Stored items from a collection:
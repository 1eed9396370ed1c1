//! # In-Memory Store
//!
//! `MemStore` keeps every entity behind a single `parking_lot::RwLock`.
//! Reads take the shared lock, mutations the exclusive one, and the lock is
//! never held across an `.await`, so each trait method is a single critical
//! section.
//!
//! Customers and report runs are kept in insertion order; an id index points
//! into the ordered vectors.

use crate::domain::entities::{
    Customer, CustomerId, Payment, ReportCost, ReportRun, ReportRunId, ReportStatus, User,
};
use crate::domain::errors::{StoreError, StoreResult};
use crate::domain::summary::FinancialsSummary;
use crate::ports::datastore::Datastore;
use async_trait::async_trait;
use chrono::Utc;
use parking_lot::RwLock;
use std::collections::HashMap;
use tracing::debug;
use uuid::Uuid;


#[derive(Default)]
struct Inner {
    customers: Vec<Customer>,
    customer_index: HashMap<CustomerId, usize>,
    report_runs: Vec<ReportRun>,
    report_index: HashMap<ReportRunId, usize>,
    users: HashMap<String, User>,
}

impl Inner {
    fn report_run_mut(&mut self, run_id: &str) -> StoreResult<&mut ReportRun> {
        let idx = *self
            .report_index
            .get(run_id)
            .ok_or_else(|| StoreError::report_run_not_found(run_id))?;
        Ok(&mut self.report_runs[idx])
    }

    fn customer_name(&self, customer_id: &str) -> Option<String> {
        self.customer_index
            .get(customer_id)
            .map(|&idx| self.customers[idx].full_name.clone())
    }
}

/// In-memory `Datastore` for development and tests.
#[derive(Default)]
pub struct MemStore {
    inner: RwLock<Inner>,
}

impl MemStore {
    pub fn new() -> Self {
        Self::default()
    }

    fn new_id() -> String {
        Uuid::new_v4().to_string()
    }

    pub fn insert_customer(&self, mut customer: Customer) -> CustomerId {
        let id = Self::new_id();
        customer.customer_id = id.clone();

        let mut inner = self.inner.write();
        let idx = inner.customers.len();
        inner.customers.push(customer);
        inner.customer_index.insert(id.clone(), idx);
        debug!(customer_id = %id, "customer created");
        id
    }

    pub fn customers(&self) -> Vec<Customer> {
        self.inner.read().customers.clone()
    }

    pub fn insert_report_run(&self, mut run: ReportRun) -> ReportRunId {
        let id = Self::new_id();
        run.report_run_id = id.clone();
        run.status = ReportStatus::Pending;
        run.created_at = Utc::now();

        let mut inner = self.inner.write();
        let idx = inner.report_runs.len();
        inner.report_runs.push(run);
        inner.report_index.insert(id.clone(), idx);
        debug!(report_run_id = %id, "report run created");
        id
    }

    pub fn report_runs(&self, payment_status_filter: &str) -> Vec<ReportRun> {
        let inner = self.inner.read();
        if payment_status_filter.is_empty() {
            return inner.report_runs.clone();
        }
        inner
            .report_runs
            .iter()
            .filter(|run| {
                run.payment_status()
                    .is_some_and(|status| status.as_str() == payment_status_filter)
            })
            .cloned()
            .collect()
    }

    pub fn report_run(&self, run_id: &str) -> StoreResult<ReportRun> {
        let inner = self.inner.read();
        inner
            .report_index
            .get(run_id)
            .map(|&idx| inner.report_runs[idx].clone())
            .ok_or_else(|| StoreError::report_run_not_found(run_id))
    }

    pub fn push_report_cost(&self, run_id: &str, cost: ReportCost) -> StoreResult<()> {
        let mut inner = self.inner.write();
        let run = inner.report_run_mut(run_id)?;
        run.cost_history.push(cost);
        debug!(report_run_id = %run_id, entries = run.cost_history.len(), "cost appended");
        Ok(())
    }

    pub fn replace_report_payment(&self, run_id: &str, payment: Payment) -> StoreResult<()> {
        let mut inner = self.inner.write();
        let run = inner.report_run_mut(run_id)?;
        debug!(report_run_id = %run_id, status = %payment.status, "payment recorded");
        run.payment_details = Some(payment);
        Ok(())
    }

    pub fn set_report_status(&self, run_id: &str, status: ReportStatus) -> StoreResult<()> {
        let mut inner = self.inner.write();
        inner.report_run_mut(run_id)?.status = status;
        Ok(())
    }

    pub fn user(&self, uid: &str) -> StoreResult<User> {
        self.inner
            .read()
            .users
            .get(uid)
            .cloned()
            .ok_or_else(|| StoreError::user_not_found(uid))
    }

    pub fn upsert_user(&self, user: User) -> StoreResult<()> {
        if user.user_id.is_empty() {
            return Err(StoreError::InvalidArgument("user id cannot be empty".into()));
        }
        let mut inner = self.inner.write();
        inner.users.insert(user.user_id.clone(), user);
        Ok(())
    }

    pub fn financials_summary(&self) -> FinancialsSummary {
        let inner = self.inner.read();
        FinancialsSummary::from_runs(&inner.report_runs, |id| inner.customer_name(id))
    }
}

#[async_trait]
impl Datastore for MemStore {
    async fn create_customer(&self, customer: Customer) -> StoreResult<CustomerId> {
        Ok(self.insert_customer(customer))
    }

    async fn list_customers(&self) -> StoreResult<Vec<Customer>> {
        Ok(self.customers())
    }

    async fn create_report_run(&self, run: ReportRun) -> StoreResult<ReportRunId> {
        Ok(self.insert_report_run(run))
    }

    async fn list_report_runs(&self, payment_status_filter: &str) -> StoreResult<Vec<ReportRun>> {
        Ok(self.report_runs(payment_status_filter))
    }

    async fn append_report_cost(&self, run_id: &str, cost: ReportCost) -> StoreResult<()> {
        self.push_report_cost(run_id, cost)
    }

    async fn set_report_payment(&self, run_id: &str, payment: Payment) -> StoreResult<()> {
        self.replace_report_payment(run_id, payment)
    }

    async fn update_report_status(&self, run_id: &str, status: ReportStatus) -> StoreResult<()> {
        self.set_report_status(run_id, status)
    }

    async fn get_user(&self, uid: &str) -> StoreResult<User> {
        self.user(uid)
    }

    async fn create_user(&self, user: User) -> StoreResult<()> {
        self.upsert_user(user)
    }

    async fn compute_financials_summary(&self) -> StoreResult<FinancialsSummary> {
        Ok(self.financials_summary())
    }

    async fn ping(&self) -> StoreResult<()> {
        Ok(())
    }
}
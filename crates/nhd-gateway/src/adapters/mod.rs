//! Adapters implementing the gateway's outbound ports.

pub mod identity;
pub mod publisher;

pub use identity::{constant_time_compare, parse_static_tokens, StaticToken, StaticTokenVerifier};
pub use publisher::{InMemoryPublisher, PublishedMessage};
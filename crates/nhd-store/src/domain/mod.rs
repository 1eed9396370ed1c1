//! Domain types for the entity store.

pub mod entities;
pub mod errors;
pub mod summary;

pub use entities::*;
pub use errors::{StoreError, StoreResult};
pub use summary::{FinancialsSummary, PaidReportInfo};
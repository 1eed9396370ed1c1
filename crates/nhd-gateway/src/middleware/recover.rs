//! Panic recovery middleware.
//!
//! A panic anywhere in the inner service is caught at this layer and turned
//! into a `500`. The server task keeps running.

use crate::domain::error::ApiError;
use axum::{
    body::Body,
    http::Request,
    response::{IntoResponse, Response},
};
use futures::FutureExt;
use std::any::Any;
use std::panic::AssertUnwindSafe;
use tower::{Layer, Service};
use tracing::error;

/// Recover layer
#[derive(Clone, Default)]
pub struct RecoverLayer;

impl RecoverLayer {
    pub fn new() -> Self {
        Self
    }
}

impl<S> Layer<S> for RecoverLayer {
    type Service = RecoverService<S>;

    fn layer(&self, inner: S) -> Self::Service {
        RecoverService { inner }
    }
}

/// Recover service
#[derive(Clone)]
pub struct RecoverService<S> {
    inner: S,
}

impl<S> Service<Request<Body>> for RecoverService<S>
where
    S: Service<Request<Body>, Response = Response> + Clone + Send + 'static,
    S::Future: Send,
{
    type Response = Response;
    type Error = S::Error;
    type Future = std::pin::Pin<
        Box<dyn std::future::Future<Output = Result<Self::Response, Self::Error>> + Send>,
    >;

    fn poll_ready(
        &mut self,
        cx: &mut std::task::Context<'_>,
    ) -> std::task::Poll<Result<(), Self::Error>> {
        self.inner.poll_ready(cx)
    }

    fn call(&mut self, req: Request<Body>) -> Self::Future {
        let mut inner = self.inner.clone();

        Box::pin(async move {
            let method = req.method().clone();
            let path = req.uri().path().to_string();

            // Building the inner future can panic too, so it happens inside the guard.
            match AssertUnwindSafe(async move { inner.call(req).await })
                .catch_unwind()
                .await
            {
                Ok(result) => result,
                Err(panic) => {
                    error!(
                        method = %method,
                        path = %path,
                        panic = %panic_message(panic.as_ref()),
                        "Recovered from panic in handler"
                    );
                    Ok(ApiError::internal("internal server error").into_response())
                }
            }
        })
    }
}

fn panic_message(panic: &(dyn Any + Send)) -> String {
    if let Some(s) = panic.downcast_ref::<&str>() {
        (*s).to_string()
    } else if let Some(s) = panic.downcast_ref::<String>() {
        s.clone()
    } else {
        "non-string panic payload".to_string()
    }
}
* * *
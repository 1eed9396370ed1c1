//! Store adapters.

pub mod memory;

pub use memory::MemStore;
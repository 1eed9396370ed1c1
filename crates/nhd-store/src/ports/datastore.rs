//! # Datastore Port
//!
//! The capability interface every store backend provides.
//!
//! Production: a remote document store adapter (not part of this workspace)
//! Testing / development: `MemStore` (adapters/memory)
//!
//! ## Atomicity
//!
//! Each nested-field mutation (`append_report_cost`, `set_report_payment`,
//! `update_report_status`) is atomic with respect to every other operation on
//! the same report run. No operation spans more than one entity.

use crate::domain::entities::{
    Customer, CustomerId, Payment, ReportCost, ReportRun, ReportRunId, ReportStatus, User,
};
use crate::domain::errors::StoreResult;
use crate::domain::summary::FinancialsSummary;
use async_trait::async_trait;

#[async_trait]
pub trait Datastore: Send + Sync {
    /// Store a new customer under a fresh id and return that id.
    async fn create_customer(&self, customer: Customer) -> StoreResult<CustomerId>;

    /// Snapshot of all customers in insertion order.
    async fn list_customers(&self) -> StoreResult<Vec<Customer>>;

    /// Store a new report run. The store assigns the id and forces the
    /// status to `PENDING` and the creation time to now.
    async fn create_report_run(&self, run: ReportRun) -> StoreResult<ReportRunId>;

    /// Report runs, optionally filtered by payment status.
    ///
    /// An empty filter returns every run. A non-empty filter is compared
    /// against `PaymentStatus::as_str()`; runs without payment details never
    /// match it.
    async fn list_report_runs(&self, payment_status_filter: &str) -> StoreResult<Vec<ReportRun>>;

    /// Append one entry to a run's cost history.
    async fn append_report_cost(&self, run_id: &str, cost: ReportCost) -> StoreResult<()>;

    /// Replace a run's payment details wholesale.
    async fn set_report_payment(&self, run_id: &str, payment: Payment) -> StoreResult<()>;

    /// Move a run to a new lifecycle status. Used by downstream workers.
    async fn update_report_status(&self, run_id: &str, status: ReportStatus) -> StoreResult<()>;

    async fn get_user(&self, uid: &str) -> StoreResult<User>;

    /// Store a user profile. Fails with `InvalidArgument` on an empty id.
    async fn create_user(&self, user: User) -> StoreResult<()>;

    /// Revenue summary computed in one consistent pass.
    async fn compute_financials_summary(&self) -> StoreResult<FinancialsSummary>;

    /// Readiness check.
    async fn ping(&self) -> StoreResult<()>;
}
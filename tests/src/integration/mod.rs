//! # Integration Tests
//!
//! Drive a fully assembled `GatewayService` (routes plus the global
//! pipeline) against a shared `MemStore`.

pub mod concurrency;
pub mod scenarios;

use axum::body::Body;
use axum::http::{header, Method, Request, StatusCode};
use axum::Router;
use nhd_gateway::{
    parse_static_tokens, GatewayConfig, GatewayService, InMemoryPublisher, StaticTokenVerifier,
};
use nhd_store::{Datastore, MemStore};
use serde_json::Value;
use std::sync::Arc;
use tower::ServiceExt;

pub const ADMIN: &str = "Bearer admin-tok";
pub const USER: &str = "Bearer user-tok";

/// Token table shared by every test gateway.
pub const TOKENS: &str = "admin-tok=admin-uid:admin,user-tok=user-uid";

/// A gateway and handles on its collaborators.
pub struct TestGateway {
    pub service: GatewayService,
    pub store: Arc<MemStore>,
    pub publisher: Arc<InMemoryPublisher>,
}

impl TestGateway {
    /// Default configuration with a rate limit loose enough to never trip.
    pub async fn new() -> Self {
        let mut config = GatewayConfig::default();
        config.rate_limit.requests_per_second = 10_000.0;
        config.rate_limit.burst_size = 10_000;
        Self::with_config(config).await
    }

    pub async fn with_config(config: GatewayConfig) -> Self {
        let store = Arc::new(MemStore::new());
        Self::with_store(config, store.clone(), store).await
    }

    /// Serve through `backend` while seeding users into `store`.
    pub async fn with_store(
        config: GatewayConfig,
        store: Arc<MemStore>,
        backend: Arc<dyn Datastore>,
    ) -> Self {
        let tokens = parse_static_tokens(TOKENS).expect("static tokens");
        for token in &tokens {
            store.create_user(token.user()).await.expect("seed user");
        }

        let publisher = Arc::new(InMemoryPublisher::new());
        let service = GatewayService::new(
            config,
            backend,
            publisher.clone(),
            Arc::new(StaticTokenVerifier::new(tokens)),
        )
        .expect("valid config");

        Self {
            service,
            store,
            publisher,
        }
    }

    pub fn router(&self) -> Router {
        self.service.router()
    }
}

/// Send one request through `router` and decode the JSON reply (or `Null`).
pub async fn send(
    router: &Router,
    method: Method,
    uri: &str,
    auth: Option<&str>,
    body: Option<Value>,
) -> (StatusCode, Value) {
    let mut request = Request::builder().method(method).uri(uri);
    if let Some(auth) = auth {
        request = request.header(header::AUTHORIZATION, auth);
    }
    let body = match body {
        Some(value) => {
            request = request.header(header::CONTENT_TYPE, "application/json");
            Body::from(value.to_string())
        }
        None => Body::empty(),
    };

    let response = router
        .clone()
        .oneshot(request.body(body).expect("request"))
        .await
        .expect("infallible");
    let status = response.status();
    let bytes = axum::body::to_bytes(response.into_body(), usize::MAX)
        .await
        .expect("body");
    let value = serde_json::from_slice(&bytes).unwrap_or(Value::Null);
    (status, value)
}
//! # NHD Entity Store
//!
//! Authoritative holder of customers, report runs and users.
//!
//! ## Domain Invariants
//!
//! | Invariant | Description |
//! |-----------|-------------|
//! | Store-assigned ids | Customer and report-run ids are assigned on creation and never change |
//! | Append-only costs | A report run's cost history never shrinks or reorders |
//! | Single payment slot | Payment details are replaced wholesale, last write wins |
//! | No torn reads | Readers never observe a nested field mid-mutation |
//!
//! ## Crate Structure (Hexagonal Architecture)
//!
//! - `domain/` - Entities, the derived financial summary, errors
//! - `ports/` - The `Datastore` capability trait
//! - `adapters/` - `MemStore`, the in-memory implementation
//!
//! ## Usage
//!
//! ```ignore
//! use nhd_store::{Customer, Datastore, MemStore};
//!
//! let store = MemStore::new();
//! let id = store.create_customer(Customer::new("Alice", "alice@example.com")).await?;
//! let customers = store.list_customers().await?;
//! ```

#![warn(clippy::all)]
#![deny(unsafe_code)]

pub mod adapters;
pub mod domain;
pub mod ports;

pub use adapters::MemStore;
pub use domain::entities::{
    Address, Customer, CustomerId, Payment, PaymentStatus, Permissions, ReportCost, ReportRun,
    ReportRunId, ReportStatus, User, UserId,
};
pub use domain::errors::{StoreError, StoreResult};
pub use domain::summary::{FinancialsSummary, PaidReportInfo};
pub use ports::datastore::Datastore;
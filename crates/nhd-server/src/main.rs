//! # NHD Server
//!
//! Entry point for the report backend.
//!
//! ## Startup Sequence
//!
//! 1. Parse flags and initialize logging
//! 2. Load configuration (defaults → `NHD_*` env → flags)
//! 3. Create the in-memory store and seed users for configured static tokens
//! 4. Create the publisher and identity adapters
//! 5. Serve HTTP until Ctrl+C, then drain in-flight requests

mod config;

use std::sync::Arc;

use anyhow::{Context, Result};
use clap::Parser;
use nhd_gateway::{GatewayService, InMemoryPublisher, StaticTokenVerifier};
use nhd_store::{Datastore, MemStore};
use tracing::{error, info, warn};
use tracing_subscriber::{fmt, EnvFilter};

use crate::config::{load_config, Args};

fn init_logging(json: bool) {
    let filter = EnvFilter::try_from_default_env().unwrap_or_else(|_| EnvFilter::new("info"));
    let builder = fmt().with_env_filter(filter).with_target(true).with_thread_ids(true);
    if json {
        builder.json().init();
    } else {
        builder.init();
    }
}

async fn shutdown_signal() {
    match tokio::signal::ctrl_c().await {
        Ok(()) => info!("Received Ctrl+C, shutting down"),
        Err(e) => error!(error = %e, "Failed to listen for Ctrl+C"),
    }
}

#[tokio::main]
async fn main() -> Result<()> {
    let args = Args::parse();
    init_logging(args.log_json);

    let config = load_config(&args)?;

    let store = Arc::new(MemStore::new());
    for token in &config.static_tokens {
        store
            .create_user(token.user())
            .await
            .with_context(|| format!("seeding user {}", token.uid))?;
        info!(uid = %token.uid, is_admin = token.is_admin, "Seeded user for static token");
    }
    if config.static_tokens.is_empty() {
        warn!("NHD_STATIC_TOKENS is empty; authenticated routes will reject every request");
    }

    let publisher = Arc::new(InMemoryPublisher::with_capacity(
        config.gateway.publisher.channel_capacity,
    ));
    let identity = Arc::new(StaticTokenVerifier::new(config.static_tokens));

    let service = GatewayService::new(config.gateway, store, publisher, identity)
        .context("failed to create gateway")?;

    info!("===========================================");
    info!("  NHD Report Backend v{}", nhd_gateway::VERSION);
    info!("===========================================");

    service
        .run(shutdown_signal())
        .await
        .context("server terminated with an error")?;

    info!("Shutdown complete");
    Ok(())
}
...
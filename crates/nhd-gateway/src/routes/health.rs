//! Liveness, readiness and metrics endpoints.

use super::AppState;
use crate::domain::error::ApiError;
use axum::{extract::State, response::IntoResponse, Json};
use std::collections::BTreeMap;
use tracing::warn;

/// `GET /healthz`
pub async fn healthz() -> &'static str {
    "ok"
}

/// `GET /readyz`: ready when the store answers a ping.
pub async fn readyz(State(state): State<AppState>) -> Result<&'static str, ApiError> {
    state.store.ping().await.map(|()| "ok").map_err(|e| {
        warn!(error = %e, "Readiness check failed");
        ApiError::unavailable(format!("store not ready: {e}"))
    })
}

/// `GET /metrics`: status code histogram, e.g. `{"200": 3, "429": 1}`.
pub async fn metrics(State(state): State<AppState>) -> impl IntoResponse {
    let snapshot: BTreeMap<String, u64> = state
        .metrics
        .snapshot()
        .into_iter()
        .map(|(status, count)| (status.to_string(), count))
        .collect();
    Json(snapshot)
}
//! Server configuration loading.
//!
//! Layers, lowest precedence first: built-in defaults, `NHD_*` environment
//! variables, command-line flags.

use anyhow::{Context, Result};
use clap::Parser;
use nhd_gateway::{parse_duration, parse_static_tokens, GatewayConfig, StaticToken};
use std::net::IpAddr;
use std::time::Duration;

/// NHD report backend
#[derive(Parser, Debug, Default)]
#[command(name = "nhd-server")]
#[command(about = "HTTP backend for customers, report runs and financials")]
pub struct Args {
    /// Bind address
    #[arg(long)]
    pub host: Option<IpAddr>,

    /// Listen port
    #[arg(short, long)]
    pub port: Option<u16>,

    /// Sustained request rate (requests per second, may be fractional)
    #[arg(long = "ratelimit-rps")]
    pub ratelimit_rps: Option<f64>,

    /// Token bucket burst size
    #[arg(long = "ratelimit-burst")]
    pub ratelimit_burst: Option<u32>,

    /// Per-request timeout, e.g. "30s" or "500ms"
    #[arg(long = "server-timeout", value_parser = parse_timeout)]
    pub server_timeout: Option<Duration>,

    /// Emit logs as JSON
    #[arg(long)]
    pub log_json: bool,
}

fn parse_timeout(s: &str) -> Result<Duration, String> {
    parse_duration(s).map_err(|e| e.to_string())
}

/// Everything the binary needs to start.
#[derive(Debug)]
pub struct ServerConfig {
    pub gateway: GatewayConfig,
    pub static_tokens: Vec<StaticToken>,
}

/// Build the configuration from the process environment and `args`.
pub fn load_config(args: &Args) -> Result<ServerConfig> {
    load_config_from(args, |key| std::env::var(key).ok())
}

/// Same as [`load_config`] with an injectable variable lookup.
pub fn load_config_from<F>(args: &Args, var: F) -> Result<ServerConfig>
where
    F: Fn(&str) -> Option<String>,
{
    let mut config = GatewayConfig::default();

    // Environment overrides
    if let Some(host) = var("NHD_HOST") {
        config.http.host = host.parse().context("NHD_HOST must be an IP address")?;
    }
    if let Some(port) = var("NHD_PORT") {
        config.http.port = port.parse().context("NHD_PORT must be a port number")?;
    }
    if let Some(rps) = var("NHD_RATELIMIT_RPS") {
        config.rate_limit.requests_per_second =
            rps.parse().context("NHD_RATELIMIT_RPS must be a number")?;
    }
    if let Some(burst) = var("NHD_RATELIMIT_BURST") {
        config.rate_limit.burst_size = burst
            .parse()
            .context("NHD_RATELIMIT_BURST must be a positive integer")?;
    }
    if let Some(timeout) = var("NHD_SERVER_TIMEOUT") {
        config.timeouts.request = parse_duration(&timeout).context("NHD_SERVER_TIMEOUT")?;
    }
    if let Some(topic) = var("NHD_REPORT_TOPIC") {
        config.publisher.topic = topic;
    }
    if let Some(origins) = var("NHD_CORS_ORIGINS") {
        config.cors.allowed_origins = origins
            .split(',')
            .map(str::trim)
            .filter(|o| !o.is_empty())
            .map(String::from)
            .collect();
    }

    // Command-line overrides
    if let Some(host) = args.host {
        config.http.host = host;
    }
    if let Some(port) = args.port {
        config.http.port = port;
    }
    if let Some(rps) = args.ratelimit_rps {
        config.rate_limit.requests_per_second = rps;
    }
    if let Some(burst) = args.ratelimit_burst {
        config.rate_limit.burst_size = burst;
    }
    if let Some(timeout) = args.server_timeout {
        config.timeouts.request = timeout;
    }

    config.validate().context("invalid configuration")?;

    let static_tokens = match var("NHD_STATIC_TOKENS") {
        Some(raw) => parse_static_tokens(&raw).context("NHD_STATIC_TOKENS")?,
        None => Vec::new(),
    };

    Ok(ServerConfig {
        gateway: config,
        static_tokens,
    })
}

- [Your task]: Whenever "metrics" occurs in a line of the entries, copy that line.

- [Task response]:
//! Liveness, readiness and metrics endpoints.
/// `GET /metrics`: status code histogram, e.g. `{"200": 3, "429": 1}`.
pub async fn metrics(State(state): State<AppState>) -> impl IntoResponse {
        .metrics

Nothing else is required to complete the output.